Stacked along my walls are boxes and boxes of books that I have already read and will never read again... yet I am so attached to them that I will not part with them.

Mingled amongst the books are binders filled with papers I have written, notes I have taken, and random thoughts I have scribbled.  I will never review them.  And indeed, there are many notebooks that made their way from West Virginia with them that I have never opened in the three years I have lived in Denver.  I have mustered up the strength to toss those in the trash this go around, rather than haul them back to West Virginia.

I have long argued against American consumerism... and yet, it would seem that I have given in to the American fetish of collecting.

It causes me to take pause and reflect over the past three years spent at Iliff School of Theology.  Iliff is a liberal school.  Depending on whom you speak to, it is either a radically liberal school, a liberal elitist school, or a school of liberal fundamentalism.  I tend to favor the latter description.

However, as I said in the midst of those predominantly white liberals, listening to the constant rants and raves of the left, I heard a condemnation of American ideals... yet these people embraced those ideals whole heartedly.  They drove SUVs, Mercedes, and other nice, gas guzzling cars.  They lived in upscale suburbs and in places like Boulder (if you're from Colorado or have ever lived there, you know what that means).  They have more floor space than they need, yet they fill it up.  They have so many clothes that they could wear a different outfit every day and still have clothes left over at the end of the month.  They eat at nice restaurants, paying enough for one meal to feed a family in the two-thirds world for a month.  

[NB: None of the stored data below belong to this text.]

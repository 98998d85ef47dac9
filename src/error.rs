use thiserror::Error;

use crate::executor::ImportAborted;

#[derive(Error, Debug)]
pub enum KassaError {
    #[error("Database error: {0}")]
    Db(#[from] rusqlite::Error),

    #[error("IO error: {0}")]
    Io(#[from] std::io::Error),

    #[error("CSV error: {0}")]
    Csv(#[from] csv::Error),

    #[error("Could not read spreadsheet: {0}")]
    SheetDecode(String),

    #[error("No import profile named '{0}'")]
    UnknownProfile(String),

    #[error("An import profile named '{0}' already exists")]
    ProfileNameConflict(String),

    #[error("Column '{0}' not found in the sheet")]
    MissingColumn(String),

    #[error("{0}")]
    Import(#[from] ImportAborted),

    #[error("{0}")]
    Other(String),
}

pub type Result<T> = std::result::Result<T, KassaError>;
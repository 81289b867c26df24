use clap::Parser;
use crossterm::{
    event::{DisableMouseCapture, EnableMouseCapture},
    execute,
    terminal::{disable_raw_mode, enable_raw_mode, EnterAlternateScreen, LeaveAlternateScreen},
};
use ndt_portal::config::PortalConfig;
use ndt_portal::error::{PortalError, Result};
use ndt_portal::event::{Event, EventHandler};
use ndt_portal::portal::{ui, PortalApp};
use ratatui::prelude::*;
use std::io::stdout;
use std::panic;
use std::time::Duration;
use tracing::{error, info};
use tracing_subscriber::EnvFilter;

#[derive(Parser, Debug)]
#[command(name = "ndt-portal")]
#[command(author, version, about = "Terminal student portal for NDT training programs")]
struct Args {
    /// Path to config file (default: <config dir>/ndt-portal/portal.toml)
    #[arg(long)]
    config: Option<String>,

    /// Log file path (logging disabled if not specified)
    #[arg(long)]
    log_file: Option<String>,
}

#[tokio::main]
async fn main() -> Result<()> {
    let args = Args::parse();

    // Set up logging only if log file is specified
    if let Some(ref log_path) = args.log_file {
        let file = std::fs::OpenOptions::new()
            .create(true)
            .append(true)
            .open(log_path)
            .ok();

        if let Some(file) = file {
            let filter = EnvFilter::try_from_default_env()
                .unwrap_or_else(|_| EnvFilter::new("info"));

            tracing_subscriber::fmt()
                .with_env_filter(filter)
                .with_writer(file)
                .with_ansi(false)
                .init();

            info!("Starting ndt-portal");
        }
    }

    let config = match args.config.as_deref() {
        Some(path) => PortalConfig::load_from(path)?,
        None => PortalConfig::load()?,
    };

    // Set up panic handler to restore terminal
    let original_hook = panic::take_hook();
    panic::set_hook(Box::new(move |panic_info| {
        let _ = restore_terminal();
        original_hook(panic_info);
    }));

    // Initialize terminal
    let mut terminal = setup_terminal()?;

    let mut app = PortalApp::new(config);
    let result = run(&mut terminal, &mut app).await;

    // Restore terminal
    restore_terminal()?;

    if let Err(ref e) = result {
        error!("Application error: {}", e);
    }

    result
}

fn setup_terminal() -> Result<Terminal<CrosstermBackend<std::io::Stdout>>> {
    enable_raw_mode().map_err(|e| PortalError::Terminal(e.to_string()))?;
    let mut stdout = stdout();
    execute!(stdout, EnterAlternateScreen, EnableMouseCapture)
        .map_err(|e| PortalError::Terminal(e.to_string()))?;
    let backend = CrosstermBackend::new(stdout);
    let terminal =
        Terminal::new(backend).map_err(|e| PortalError::Terminal(e.to_string()))?;
    Ok(terminal)
}

fn restore_terminal() -> Result<()> {
    disable_raw_mode().map_err(|e| PortalError::Terminal(e.to_string()))?;
    execute!(stdout(), LeaveAlternateScreen, DisableMouseCapture)
        .map_err(|e| PortalError::Terminal(e.to_string()))?;
    Ok(())
}

async fn run(
    terminal: &mut Terminal<CrosstermBackend<std::io::Stdout>>,
    app: &mut PortalApp,
) -> Result<()> {
    let tick_rate = Duration::from_millis(250);
    let mut events = EventHandler::new(tick_rate);

    loop {
        // Draw UI
        terminal
            .draw(|frame| ui::draw(frame, app))
            .map_err(|e| PortalError::Terminal(e.to_string()))?;

        // Handle events
        if let Some(event) = events.next().await {
            match event {
                Event::Key(key) => {
                    app.handle_key(key);
                    // A submission may have resolved while the key was handled
                    app.poll_submission();
                }
                Event::Mouse => {}
                Event::Resize => {}
                Event::Tick => {
                    app.tick();
                }
            }
        }

        if app.should_exit {
            break;
        }
    }

    Ok(())
}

How much does that sort of liberalism serve us?  If we are willing to acknowledge our privilege, it's a step.  But if we end with that, we have done nothing.  Sometimes I think my ultra-conservative father has progressed more than these so-called progressives.  At least my dad recognizes that he earns more, spends more, and has a higher quality of life than many people in this world.  Granted, he does nothing to demand more equality or justice... but at least he acknowledges that he has privilege and cherishes it, not wanting to give it up.

The liberals I have encountered over the past three years cling to their privilege, and pretend to be rejecting it.  It doesn't do a starving child in South Africa, orphaned by AIDS any good.  

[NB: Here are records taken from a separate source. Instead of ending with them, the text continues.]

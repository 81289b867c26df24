use ratatui::{prelude::*, widgets::Paragraph};

use super::super::{PanelFocus, PortalApp};
use super::format_date;
use super::training::draw_input_field;
use crate::vim::InputBuffer;

pub fn draw(frame: &mut Frame, area: Rect, app: &PortalApp) {
    if area.height < 10 || area.width < 40 {
        return;
    }

    let columns = Layout::default()
        .direction(Direction::Horizontal)
        .constraints([Constraint::Percentage(40), Constraint::Percentage(60)])
        .split(area);

    draw_student_card(frame, columns[0], app);

    if app.changing_password {
        draw_password_form(frame, columns[1], app);
    } else {
        draw_progress_and_actions(frame, columns[1], app);
    }
}

fn draw_student_card(frame: &mut Frame, area: Rect, app: &PortalApp) {
    let student = &app.config.student;
    let mut y = area.y + 1;

    frame.render_widget(
        Paragraph::new(student.name.as_str())
            .style(app.theme.primary_style().add_modifier(Modifier::BOLD)),
        Rect::new(area.x + 2, y, area.width - 4, 1),
    );
    y += 1;

    frame.render_widget(
        Paragraph::new(format!("Student ID: {}", student.student_id))
            .style(app.theme.muted_style()),
        Rect::new(area.x + 2, y, area.width - 4, 1),
    );
    y += 1;

    frame.render_widget(
        Paragraph::new(format!("[{}]", student.standing)).style(app.theme.secondary_style()),
        Rect::new(area.x + 2, y, area.width - 4, 1),
    );
    y += 2;

    let details = [
        format!("Email:  {}", student.email),
        format!("Phone:  {}", student.phone),
        format!("Joined: {}", format_date(&student.joined)),
    ];
    for detail in &details {
        if y >= area.y + area.height {
            break;
        }
        frame.render_widget(
            Paragraph::new(detail.as_str()).style(app.theme.style()),
            Rect::new(area.x + 2, y, area.width - 4, 1),
        );
        y += 1;
    }
}

fn draw_progress_and_actions(frame: &mut Frame, area: Rect, app: &PortalApp) {
    let is_focused = app.panel_focus == PanelFocus::Content;
    let mut y = area.y + 1;

    frame.render_widget(
        Paragraph::new("Academic Progress")
            .style(app.theme.primary_style().add_modifier(Modifier::BOLD)),
        Rect::new(area.x + 2, y, area.width - 4, 1),
    );
    y += 1;

    // Empty score sets render as a dash, not a bogus zero
    let average = app
        .average_score()
        .map(|avg| format!("{}%", avg.trunc() as u32))
        .unwrap_or_else(|| "—".to_string());

    let stats = [
        (app.config.completed.len().to_string(), "Completed Courses"),
        (app.config.enrollments.len().to_string(), "Active Courses"),
        (app.config.certificates.len().to_string(), "Certificates"),
        (average, "Avg. Score"),
    ];
    for (value, label) in &stats {
        if y >= area.y + area.height {
            return;
        }
        let line = Line::from(vec![
            Span::styled(
                format!("{value:>4}"),
                app.theme.secondary_style().add_modifier(Modifier::BOLD),
            ),
            Span::styled(format!("  {label}"), app.theme.muted_style()),
        ]);
        frame.render_widget(
            Paragraph::new(line),
            Rect::new(area.x + 2, y, area.width - 4, 1),
        );
        y += 1;
    }
    y += 1;

    frame.render_widget(
        Paragraph::new("Password & Security")
            .style(app.theme.primary_style().add_modifier(Modifier::BOLD)),
        Rect::new(area.x + 2, y, area.width - 4, 1),
    );
    y += 1;

    let button_style = if is_focused {
        app.theme
            .primary_style()
            .add_modifier(Modifier::BOLD | Modifier::REVERSED)
    } else {
        app.theme.muted_style().add_modifier(Modifier::REVERSED)
    };
    frame.render_widget(
        Paragraph::new(" [Enter] Change Password ").style(button_style),
        Rect::new(area.x + 2, y, 26, 1),
    );
    y += 2;

    if y + 1 < area.y + area.height {
        frame.render_widget(
            Paragraph::new("Help Center")
                .style(app.theme.primary_style().add_modifier(Modifier::BOLD)),
            Rect::new(area.x + 2, y, area.width - 4, 1),
        );
        y += 1;
        frame.render_widget(
            Paragraph::new("[r] Contact Support (response within 24 hours)")
                .style(app.theme.muted_style()),
            Rect::new(area.x + 2, y, area.width - 4, 1),
        );
    }
}

fn draw_password_form(frame: &mut Frame, area: Rect, app: &PortalApp) {
    let is_focused = app.panel_focus == PanelFocus::Content;
    let mut y = area.y + 1;

    frame.render_widget(
        Paragraph::new("Change Password")
            .style(app.theme.primary_style().add_modifier(Modifier::BOLD)),
        Rect::new(area.x + 2, y, area.width - 4, 1),
    );
    y += 2;

    let fields: [(&str, &InputBuffer); 3] = [
        ("Current", &app.current_password),
        ("New", &app.new_password),
        ("Confirm", &app.confirm_password),
    ];
    for (field_idx, (label, buffer)) in fields.iter().enumerate() {
        if y >= area.y + area.height.saturating_sub(2) {
            break;
        }
        draw_input_field(frame, area, app, y, label, buffer, field_idx, is_focused);
        y += 2;
    }

    frame.render_widget(
        Paragraph::new("Enter on last field: update  Esc: cancel").style(app.theme.muted_style()),
        Rect::new(area.x + 2, y, area.width - 4, 1),
    );
}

I'm leaving Denver a little confused, a little angry, a little frustrated, and thoroughly disgusted with the American Left.  Yet, I have been disgusted with the American Right for quite some time.  So, I guess this move is also a journey to discover a better way... there has to be a better way... right?  Right?

Sunday, June 22, 2008

Setting Out on a New Adventure

Well... I'm resetting my life, so I thought I should reset my blog as well. I haven't exactly been an active blogger... in fact, if I post a new blog once every six months, I'm doing pretty good.

But, I'm packing up my little apartment in Denver and preparing for the cross-country drive back to West Virginia. It's been a fast three years, and yet every time I see those rolling green hills I realize how long I have been gone. I ventured way to far from the familiar and at times paid the price. But for the most part, it was an experience I needed so that I could see just how wide my wings could spread.

Now I'm leaving the shadows of the Rockies and heading home, knowing full-well where I belong. With my index-card-of-a-diploma and a hunger for practical ministry, I'm heading to Welch, West Virginia where I will be pastor of two churches. I'm excited, and I'm scared... but I know it is right.

With the new commitment and the new life, I feel a renewed sense that I should start blogging again. So, here I go again,  re-launching this site (for about the third time)... although I am no longer an Appalachian Abroad. Yet, once you've left the hills, you'll spend the rest of your life trying to find your way back and won't quite get there. Just ask Homer Hickam... he knows how it feels to be both an insider and outsider and never quite fitting in again. But you never can leave.